Re: Cablegate from Wikileaks: a case study

From: Bernhard Eversberg <ev_at_nyob>
Date: Wed, 8 Dec 2010 07:57:18 +0100
To: NGC4LIB_at_LISTSERV.ND.EDU
Am 07.12.2010 18:09, schrieb Jonathan Rochkind:
>
> Are you suggesting that Google's code is not an 'algorithm'?
It depends on how you define the term. Purists would reject it,
and I'll try to explain why, below.

> That
> doens't make any sense. ALL software yields predictable, reproducible
> results -- in a theoretical sense. Including Google.
>
In a theoretical sense, yes. But in reality, as soon as you can never
find enough time to do the reproduction, and this is the case with
Google's, this theoretical possibility is of no use.

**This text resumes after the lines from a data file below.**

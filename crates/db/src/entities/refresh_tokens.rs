//! `SeaORM` Entity for the refresh_tokens table.
//!
//! One row per issued refresh token. Tokens are stored as SHA-256 digests;
//! `family` links every rotation in a lineage so a whole chain can be
//! revoked at once.

use sea_orm::entity::prelude::*;
use serde::{Deserialize, Serialize};

#[derive(Clone, Debug, PartialEq, DeriveEntityModel, Eq, Serialize, Deserialize)]
#[sea_orm(table_name = "refresh_tokens")]
pub struct Model {
    #[sea_orm(primary_key, auto_increment = false)]
    pub id: Uuid,
    pub user_id: Uuid,
    #[sea_orm(unique)]
    pub token_hash: String,
    pub family: Uuid,
    pub is_revoked: bool,
    pub expires_at: DateTimeUtc,
    pub created_at: DateTimeUtc,
}

#[derive(Copy, Clone, Debug, EnumIter, DeriveRelation)]
pub enum Relation {
    #[sea_orm(
        belongs_to = "super::users::Entity",
        from = "Column::UserId",
        to = "super::users::Column::Id"
    )]
    Users,
}

impl Related<super::users::Entity> for Entity {
    fn to() -> RelationDef {
        Relation::Users.def()
    }
}

impl ActiveModelBehavior for ActiveModel {}
//! Account lockout state machine.
//!
//! Per-user transitions:
//! `active -> (N consecutive failures) -> suspended(locked_until = now + duration)
//! -> (locked_until elapsed OR successful login) -> active`.
//!
//! Admin suspension shares the suspended status but carries no
//! `locked_until`, so it is never auto-healed here.

use chrono::{DateTime, Duration, Utc};

/// Lockout thresholds, loaded from configuration.
#[derive(Debug, Clone, Copy)]
pub struct LockoutPolicy {
    /// Consecutive failed attempts before the account is locked.
    pub max_failed_attempts: i32,
    /// How long a lockout lasts.
    pub lockout_duration: Duration,
}

impl Default for LockoutPolicy {
    fn default() -> Self {
        Self {
            max_failed_attempts: 5,
            lockout_duration: Duration::minutes(30),
        }
    }
}

/// Result of a lockout check performed before credential comparison.
#[derive(Debug, Clone, Copy, PartialEq, Eq)]
pub enum LockCheck {
    /// The account is not locked out.
    NotLocked,
    /// A previous lockout has elapsed; counters must be healed before
    /// credentials are evaluated.
    LockExpired,
    /// The account is locked until the given instant.
    Locked {
        /// When the lockout elapses.
        until: DateTime<Utc>,
    },
}

/// Result of registering a failed login attempt.
#[derive(Debug, Clone, Copy, PartialEq, Eq)]
pub struct FailureOutcome {
    /// The new consecutive-failure count.
    pub attempts: i32,
    /// Set when this failure tripped the threshold.
    pub locked_until: Option<DateTime<Utc>>,
}

impl FailureOutcome {
    /// Returns true when this failure locked the account.
    #[must_use]
    pub const fn locked(&self) -> bool {
        self.locked_until.is_some()
    }
}

/// Evaluates the lockout state of an account.
///
/// `is_suspended` reflects the stored account status. Only a suspension
/// paired with a `locked_until` timestamp counts as a lockout; an
/// admin-suspended account (no timestamp) reports `NotLocked` and is
/// rejected later by the status check instead.
#[must_use]
pub fn check_lock(
    is_suspended: bool,
    locked_until: Option<DateTime<Utc>>,
    now: DateTime<Utc>,
) -> LockCheck {
    match locked_until {
        Some(until) if is_suspended => {
            if now >= until {
                LockCheck::LockExpired
            } else {
                LockCheck::Locked { until }
            }
        }
        _ => LockCheck::NotLocked,
    }
}

/// Registers one more consecutive failure against the policy.
#[must_use]
pub fn register_failure(
    current_attempts: i32,
    policy: &LockoutPolicy,
    now: DateTime<Utc>,
) -> FailureOutcome {
    let attempts = current_attempts.saturating_add(1);
    let locked_until = (attempts >= policy.max_failed_attempts)
        .then(|| now + policy.lockout_duration);

    FailureOutcome {
        attempts,
        locked_until,
    }
}
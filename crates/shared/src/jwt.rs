//! JWT token issuance and verification.
//!
//! Access and refresh tokens are signed with distinct secrets. Refresh
//! tokens carry a family identifier threaded through every rotation in a
//! lineage so a whole chain can be invalidated at once.

use chrono::{DateTime, Duration, Utc};
use jsonwebtoken::{DecodingKey, EncodingKey, Header, Validation, decode, encode};
use serde::{Deserialize, Serialize};
use thiserror::Error;
use uuid::Uuid;

/// JWT configuration.
#[derive(Debug, Clone)]
pub struct JwtConfig {
    /// Secret key for signing access tokens.
    pub access_secret: String,
    /// Secret key for signing refresh tokens.
    pub refresh_secret: String,
    /// Issuer claim stamped into and required of every token.
    pub issuer: String,
    /// Access token expiration in minutes.
    pub access_token_expires_minutes: i64,
    /// Refresh token expiration in days.
    pub refresh_token_expires_days: i64,
}

impl Default for JwtConfig {
    fn default() -> Self {
        Self {
            access_secret: "change-me-access-secret".to_string(),
            refresh_secret: "change-me-refresh-secret".to_string(),
            issuer: "vantra".to_string(),
            access_token_expires_minutes: 15,
            refresh_token_expires_days: 1,
        }
    }
}

/// Errors that can occur during JWT operations.
#[derive(Debug, Error)]
pub enum JwtError {
    /// Token encoding failed (configuration error).
    #[error("failed to encode token: {0}")]
    EncodingError(String),

    /// Token decoding failed.
    #[error("failed to decode token: {0}")]
    DecodingError(String),

    /// Token has expired.
    #[error("token has expired")]
    Expired,
}

/// Claims carried by access tokens.
#[derive(Debug, Clone, Serialize, Deserialize)]
pub struct AccessClaims {
    /// Subject (user ID).
    pub sub: Uuid,
    /// User email.
    pub email: String,
    /// Role ID, if the user has one assigned.
    pub role_id: Option<Uuid>,
    /// Issued at timestamp.
    pub iat: i64,
    /// Expiration timestamp.
    pub exp: i64,
    /// Issuer.
    pub iss: String,
}

impl AccessClaims {
    /// Returns the user ID from claims.
    #[must_use]
    pub const fn user_id(&self) -> Uuid {
        self.sub
    }
}

/// Claims carried by refresh tokens.
#[derive(Debug, Clone, Serialize, Deserialize)]
pub struct RefreshClaims {
    /// Subject (user ID).
    pub sub: Uuid,
    /// Rotation family shared along a refresh lineage.
    pub family: Uuid,
    /// Issued at timestamp.
    pub iat: i64,
    /// Expiration timestamp.
    pub exp: i64,
    /// Issuer.
    pub iss: String,
}

impl RefreshClaims {
    /// Returns the user ID from claims.
    #[must_use]
    pub const fn user_id(&self) -> Uuid {
        self.sub
    }
}

/// Result of issuing a token pair.
#[derive(Debug, Clone)]
pub struct IssuedTokens {
    /// Signed access token.
    pub access_token: String,
    /// Signed refresh token.
    pub refresh_token: String,
    /// Rotation family the refresh token belongs to.
    pub family: Uuid,
    /// When the access token expires.
    pub access_expires_at: DateTime<Utc>,
    /// When the refresh token expires.
    pub refresh_expires_at: DateTime<Utc>,
}

/// JWT service for token operations.
#[derive(Clone)]
pub struct JwtService {
    config: JwtConfig,
    access_encoding: EncodingKey,
    access_decoding: DecodingKey,
    refresh_encoding: EncodingKey,
    refresh_decoding: DecodingKey,
}

impl std::fmt::Debug for JwtService {
    fn fmt(&self, f: &mut std::fmt::Formatter<'_>) -> std::fmt::Result {
        f.debug_struct("JwtService")
            .field("issuer", &self.config.issuer)
            .field("keys", &"[hidden]")
            .finish()
    }
}

impl JwtService {
    /// Creates a new JWT service with the given configuration.
    #[must_use]
    pub fn new(config: JwtConfig) -> Self {
        let access_encoding = EncodingKey::from_secret(config.access_secret.as_bytes());
        let access_decoding = DecodingKey::from_secret(config.access_secret.as_bytes());
        let refresh_encoding = EncodingKey::from_secret(config.refresh_secret.as_bytes());
        let refresh_decoding = DecodingKey::from_secret(config.refresh_secret.as_bytes());
        Self {
            config,
            access_encoding,
            access_decoding,
            refresh_encoding,
            refresh_decoding,
        }
    }

    /// Issues an access/refresh token pair for a user.
    ///
    /// When `family` is `None` a fresh rotation family is started (login);
    /// otherwise the existing family is threaded through (refresh).
    ///
    /// # Errors
    ///
    /// Returns `JwtError::EncodingError` if signing fails.
    pub fn issue_pair(
        &self,
        user_id: Uuid,
        email: &str,
        role_id: Option<Uuid>,
        family: Option<Uuid>,
    ) -> Result<IssuedTokens, JwtError> {
        let now = Utc::now();
        let access_expires_at = now + Duration::minutes(self.config.access_token_expires_minutes);
        let refresh_expires_at = now + Duration::days(self.config.refresh_token_expires_days);
        let family = family.unwrap_or_else(Uuid::new_v4);

        let access_claims = AccessClaims {
            sub: user_id,
            email: email.to_string(),
            role_id,
            iat: now.timestamp(),
            exp: access_expires_at.timestamp(),
            iss: self.config.issuer.clone(),
        };
        let refresh_claims = RefreshClaims {
            sub: user_id,
            family,
            iat: now.timestamp(),
            exp: refresh_expires_at.timestamp(),
            iss: self.config.issuer.clone(),
        };

        let access_token = encode(&Header::default(), &access_claims, &self.access_encoding)
            .map_err(|e| JwtError::EncodingError(e.to_string()))?;
        let refresh_token = encode(&Header::default(), &refresh_claims, &self.refresh_encoding)
            .map_err(|e| JwtError::EncodingError(e.to_string()))?;

        Ok(IssuedTokens {
            access_token,
            refresh_token,
            family,
            access_expires_at,
            refresh_expires_at,
        })
    }

    /// Verifies and decodes an access token.
    ///
    /// # Errors
    ///
    /// Returns `JwtError::Expired` if the token has expired.
    /// Returns `JwtError::DecodingError` if the token is malformed, the
    /// signature does not verify, or the issuer does not match.
    pub fn verify_access(&self, token: &str) -> Result<AccessClaims, JwtError> {
        decode::<AccessClaims>(token, &self.access_decoding, &self.validation())
            .map(|data| data.claims)
            .map_err(classify_error)
    }

    /// Verifies and decodes a refresh token.
    ///
    /// # Errors
    ///
    /// Returns `JwtError::Expired` if the token has expired.
    /// Returns `JwtError::DecodingError` for any other verification failure.
    pub fn verify_refresh(&self, token: &str) -> Result<RefreshClaims, JwtError> {
        decode::<RefreshClaims>(token, &self.refresh_decoding, &self.validation())
            .map(|data| data.claims)
            .map_err(classify_error)
    }

    fn validation(&self) -> Validation {
        let mut validation = Validation::default();
        validation.set_issuer(&[&self.config.issuer]);
        validation
    }

    /// Returns the access token expiration in seconds.
    #[must_use]
    pub const fn access_token_expires_in(&self) -> i64 {
        self.config.access_token_expires_minutes * 60
    }
}

fn classify_error(e: jsonwebtoken::errors::Error) -> JwtError {
    match e.kind() {
        jsonwebtoken::errors::ErrorKind::ExpiredSignature => JwtError::Expired,
        _ => JwtError::DecodingError(e.to_string()),
    }
}

#[cfg(test)]
mod tests {
    use super::*;

    fn create_test_service() -> JwtService {
        JwtService::new(JwtConfig {
            access_secret: "test-access-secret".to_string(),
            refresh_secret: "test-refresh-secret".to_string(),
            issuer: "vantra-test".to_string(),
            access_token_expires_minutes: 15,
            refresh_token_expires_days: 1,
        })
    }

    #[test]
    fn test_issue_pair_starts_fresh_family() {
        let service = create_test_service();
        let user_id = Uuid::new_v4();

        let first = service
            .issue_pair(user_id, "a@example.com", None, None)
            .unwrap();
        let second = service
            .issue_pair(user_id, "a@example.com", None, None)
            .unwrap();

        assert_ne!(first.family, second.family);
    }

    #[test]
    fn test_issue_pair_threads_existing_family() {
        let service = create_test_service();
        let user_id = Uuid::new_v4();
        let family = Uuid::new_v4();

        let issued = service
            .issue_pair(user_id, "a@example.com", None, Some(family))
            .unwrap();
        let claims = service.verify_refresh(&issued.refresh_token).unwrap();

        assert_eq!(issued.family, family);
        assert_eq!(claims.family, family);
        assert_eq!(claims.user_id(), user_id);
    }

    #[test]
    fn test_verify_access_round_trip() {
        let service = create_test_service();
        let user_id = Uuid::new_v4();
        let role_id = Uuid::new_v4();

        let issued = service
            .issue_pair(user_id, "a@example.com", Some(role_id), None)
            .unwrap();
        let claims = service.verify_access(&issued.access_token).unwrap();

        assert_eq!(claims.user_id(), user_id);
        assert_eq!(claims.email, "a@example.com");
        assert_eq!(claims.role_id, Some(role_id));
        assert_eq!(claims.iss, "vantra-test");
    }

    #[test]
    fn test_access_and_refresh_secrets_are_distinct() {
        let service = create_test_service();
        let issued = service
            .issue_pair(Uuid::new_v4(), "a@example.com", None, None)
            .unwrap();

        // A refresh token must not verify as an access token and vice versa.
        assert!(service.verify_access(&issued.refresh_token).is_err());
        assert!(service.verify_refresh(&issued.access_token).is_err());
    }

    #[test]
    fn test_expired_token_is_classified() {
        let service = JwtService::new(JwtConfig {
            access_secret: "test-access-secret".to_string(),
            refresh_secret: "test-refresh-secret".to_string(),
            issuer: "vantra-test".to_string(),
            access_token_expires_minutes: -5,
            refresh_token_expires_days: 1,
        });
        let issued = service
            .issue_pair(Uuid::new_v4(), "a@example.com", None, None)
            .unwrap();

        assert!(matches!(
            service.verify_access(&issued.access_token),
            Err(JwtError::Expired)
        ));
    }

    #[test]
    fn test_wrong_issuer_is_rejected() {
        let service = create_test_service();
        let other = JwtService::new(JwtConfig {
            access_secret: "test-access-secret".to_string(),
            refresh_secret: "test-refresh-secret".to_string(),
            issuer: "someone-else".to_string(),
            access_token_expires_minutes: 15,
            refresh_token_expires_days: 1,
        });
        let issued = other
            .issue_pair(Uuid::new_v4(), "a@example.com", None, None)
            .unwrap();

        assert!(matches!(
            service.verify_access(&issued.access_token),
            Err(JwtError::DecodingError(_))
        ));
    }

    #[test]
    fn test_malformed_token() {
        let service = create_test_service();
        assert!(matches!(
            service.verify_access("not.a.token"),
            Err(JwtError::DecodingError(_))
        ));
    }
}
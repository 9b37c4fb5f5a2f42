//! `SeaORM` entity definitions.

pub mod activity_logs;
pub mod login_history;
pub mod permissions;
pub mod refresh_tokens;
pub mod role_permissions;
pub mod roles;
pub mod sessions;
pub mod users;
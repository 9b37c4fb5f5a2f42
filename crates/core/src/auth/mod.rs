//! Authentication primitives.
//!
//! This module provides:
//! - Password hashing with Argon2id
//! - Password verification

mod password;

pub use password::{PasswordError, hash_password, verify_password};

> Some algorithms are so complicated that it may be hard for humans to
> predict exactly what they'll do in a specific given case.
But the distinction between deterministic algorithms (da) and
nondeterministic ones has nothing to do with their complexity. A "da"
can be hideously complex, an "nda" can be very simple. It suffices
that an external variable, say the time, enters into the algorithm to
make it non-deterministic. (And here's the point where purists would
deny it the name of "algorithm" because they hold it should be a
completely self-contained sequence of steps.) In Google's case, not
just one variable enters into the algorithmic processing (any sequence
of steps within the process is of course algorithmic!) but the content
of an entire database which itself is nonpredictable since it is
highly dynamic. That database contains statistical evaluations of
billions of queries and choices made by users. Only if you had a
snapshot copy of this database at a specific moment in time, you could,
given a lot of time, reconstruct the result of one specific query
issued at exactly that moment. But the next moment, the result of
that same query may be different because of intermediate changes
in the database. Again, every sequence of steps in the process is
deterministic, but the external variables that enter it are volatile.
In addition, of course, there are many settings of internal variables
made all the time, at no predictable points, by humans. But these change
the deterministic parts of the algorithm because they then are not
external variables.

One may call that query evaluation database in Google an automated
opinion poll with results updated all the time. A query result in one
particular moment may thus be influenced by an average opinion, but it
cannot be called an opinion itself, it is a very artificial construct
influenced by many decisions you cannot reconstruct in practice.

>
> If you insist only on simple algorithms, you will get only simple software.
>
That's far from what I said. Again, it is definitely not about simple
or complex, and I hope to have made it clearer why.

B.Eversberg
Received on Wed Dec 08 2010 - 01:59:34 EST